Cefpodoxime proxetil (CP) is broad-spectrum antibiotic belongs to third-generation cephalosporin family. Its low solubility and bioavailability have been a challenge for drug delivery. Nanosuspension (NS) technology has been explored in drug delivery to address the issues of drugs with poor water solubility. The study focused on developing a CP nanosuspension (CP-NS) formulation using solvent-antisolvent precipitation technique. The CP-NS was synthesized by precipitation using 0.5 % w/v sodium lauryl sulphate and 1.5 % w/v poloxamer-188 under controlled ultrasonication.

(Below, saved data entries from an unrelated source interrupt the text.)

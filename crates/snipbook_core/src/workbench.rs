//! Shell-agnostic orchestration: storage, library rows, tree filter, search
//! history, editor session and autosave wired together the way a snippet
//! manager window drives them.

use crate::autosave::AutosaveTimer;
use crate::config::Config;
use crate::error::AppError;
use crate::filter::{FilterChange, Query, QueryMode, RowPath, TreeFilter};
use crate::history::SearchHistory;
use crate::library::Library;
use crate::session::{ChangeKind, EditorSession};
use crate::store::{LoadFailure, SnippetStore, StoredSnippet};
use std::path::{Path, PathBuf};
use std::time::Instant;

/// Snippet manager state for one data directory.
pub struct Workbench {
    config: Config,
    store: SnippetStore,
    library: Library,
    filter: TreeFilter,
    history: SearchHistory,
    session: EditorSession,
    autosave: AutosaveTimer,
    load_failures: Vec<LoadFailure>,
}

impl Workbench {
    /// Open the data directory, load every snippet and the search history.
    ///
    /// # Errors
    /// Returns an error if the data directory cannot be created or listed.
    /// Individual unreadable snippets are reported by [`Workbench::load_failures`].
    pub fn open(config: Config) -> Result<Self, AppError> {
        let store = SnippetStore::open(&config.data_dir)?;
        let report = store.load_all()?;
        let library = Library::from_snippets(&report.snippets);
        let history = SearchHistory::load(&config.history_path, config.history_limit);
        let autosave = AutosaveTimer::new(config.auto_save_delay(), Instant::now());
        tracing::info!(
            "Loaded {} snippets from {:?} ({} skipped)",
            report.snippets.len(),
            store.dir(),
            report.failures.len()
        );
        Ok(Self {
            config,
            store,
            library,
            filter: TreeFilter::new(),
            history,
            session: EditorSession::new(),
            autosave,
            load_failures: report.failures,
        })
    }

    pub fn config(&self) -> &Config {
        &self.config
    }

    pub fn store(&self) -> &SnippetStore {
        &self.store
    }

    pub fn library(&self) -> &Library {
        &self.library
    }

    pub fn filter(&self) -> &TreeFilter {
        &self.filter
    }

    pub fn history(&self) -> &SearchHistory {
        &self.history
    }

    pub fn session(&self) -> &EditorSession {
        &self.session
    }

    /// Editor state for field edits; call [`Workbench::save_if_dirty`] or
    /// [`Workbench::tick`] to persist.
    pub fn session_mut(&mut self) -> &mut EditorSession {
        &mut self.session
    }

    /// Files skipped during the initial load.
    pub fn load_failures(&self) -> &[LoadFailure] {
        &self.load_failures
    }

    /// Save pending changes of the open snippet, then open `path`.
    ///
    /// # Errors
    /// Returns an error if saving the current snippet or reading `path` fails.
    pub fn select(&mut self, path: &Path) -> Result<(), AppError> {
        self.save_if_dirty()?;
        let record = self.store.read(path)?;
        self.session.open(&StoredSnippet {
            path: path.to_path_buf(),
            record,
        });
        Ok(())
    }

    /// Select the snippet shown in library row `row`.
    ///
    /// # Errors
    /// Returns [`AppError::NotFound`] for an unknown row.
    pub fn select_row(&mut self, row: &[usize]) -> Result<(), AppError> {
        let path = self
            .library
            .file_at(row)
            .ok_or_else(|| AppError::NotFound(format!("library row {:?}", row)))?;
        self.select(&path)
    }

    /// Write the open snippet when it differs from its snapshot.
    ///
    /// Returns the changed fields, or an empty list when nothing was written.
    ///
    /// # Errors
    /// Returns an error if the write fails.
    pub fn save_if_dirty(&mut self) -> Result<Vec<ChangeKind>, AppError> {
        let changes = self.session.pending_changes();
        if changes.is_empty() {
            return Ok(changes);
        }
        let saved = self.session.save(&self.store)?;
        self.library.change_item(
            &saved.path,
            &saved.record.kind,
            &saved.record.title,
            &saved.record.timestamp,
        );
        tracing::info!("changes={:?}", changes);
        Ok(changes)
    }

    /// Create a new snippet, add it to the library and open it.
    ///
    /// # Errors
    /// Returns an error if the current snippet cannot be saved or the new file
    /// cannot be created.
    pub fn add_snippet(&mut self) -> Result<StoredSnippet, AppError> {
        self.save_if_dirty()?;
        let created = self.store.create()?;
        self.library.add_item(
            &created.path,
            &created.record.kind,
            &created.record.title,
            &created.record.timestamp,
        );
        self.session.open(&created);
        Ok(created)
    }

    /// Delete the open snippet and remove its library row.
    ///
    /// # Errors
    /// Returns [`AppError::BadRequest`] when nothing is open, or the storage error.
    pub fn delete_snippet(&mut self) -> Result<PathBuf, AppError> {
        let path = self
            .session
            .path()
            .map(Path::to_path_buf)
            .ok_or_else(|| AppError::BadRequest("no snippet is selected".to_string()))?;
        self.delete_path(&path)?;
        Ok(path)
    }

    /// Delete the snippet file at `path` without parsing it.
    ///
    /// Unreadable files reported by [`Workbench::load_failures`] can be removed
    /// this way. Closes the session when it shows `path`.
    ///
    /// # Errors
    /// Returns [`AppError::NotFound`] when the file does not exist.
    pub fn delete_path(&mut self, path: &Path) -> Result<(), AppError> {
        self.store.delete(path)?;
        self.library.del_item(path);
        self.load_failures.retain(|failure| failure.path != path);
        if self.session.path() == Some(path) {
            self.session.close();
        }
        Ok(())
    }

    /// Install a query on the library filter.
    pub fn set_query(&mut self, query: Query) -> FilterChange {
        self.filter.set_query(query)
    }

    /// Filter the library by search-box text using the configured mode.
    pub fn search(&mut self, text: &str) -> FilterChange {
        let mode = if self.config.regex_search {
            QueryMode::Regex
        } else {
            QueryMode::Literal
        };
        self.set_query(Query {
            text: text.to_string(),
            mode,
            case_sensitive: false,
        })
    }

    /// Visible library rows in display order.
    pub fn visible_rows(&self) -> Vec<RowPath> {
        self.filter.visible_paths(self.library.rows())
    }

    /// Rows a tree view must expand to reveal every match.
    pub fn expansion_rows(&self) -> Vec<RowPath> {
        self.filter.expansion_paths(self.library.rows())
    }

    /// Remember the current query text in the search history.
    ///
    /// # Errors
    /// Returns an error if the history file cannot be written.
    pub fn record_search(&mut self) -> Result<bool, AppError> {
        let keyword = self.filter.query().text.clone();
        self.history.record(&keyword)
    }

    /// Autosave hook for the shell's event loop.
    ///
    /// Storage errors are logged and swallowed so the loop keeps running.
    pub fn tick(&mut self, now: Instant) -> Vec<ChangeKind> {
        if !self.autosave.poll(now) {
            return Vec::new();
        }
        match self.save_if_dirty() {
            Ok(changes) => changes,
            Err(err) => {
                tracing::error!("Autosave failed: {}", err);
                Vec::new()
            }
        }
    }

    /// Final save before the shell exits.
    ///
    /// # Errors
    /// Returns an error if the open snippet cannot be written.
    pub fn close(mut self) -> Result<(), AppError> {
        self.save_if_dirty()?;
        self.session.close();
        Ok(())
    }
}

CP-NS was characterized for Fourier transform infrared (FTIR), Transmission electron microscopy (TEM), Differential scanning calorimetry (DSC), and X-ray diffraction (XRD). In vitro dissolution studies revealed that CP-NS exhibit increased dissolution rate 2-folds than pure drug and 1.3-folds higher than marketed formulation. In vivo pharmacokinetic studies revealed 4.3- fold improvement in oral bioavailability of CPNS than pure drug and marketed formulation. In conclusion, the formulation of cefpodoxime proxetil nanosuspension showed promising results in terms of drug dissolution and antimicrobial activity for prodrug based active moieties.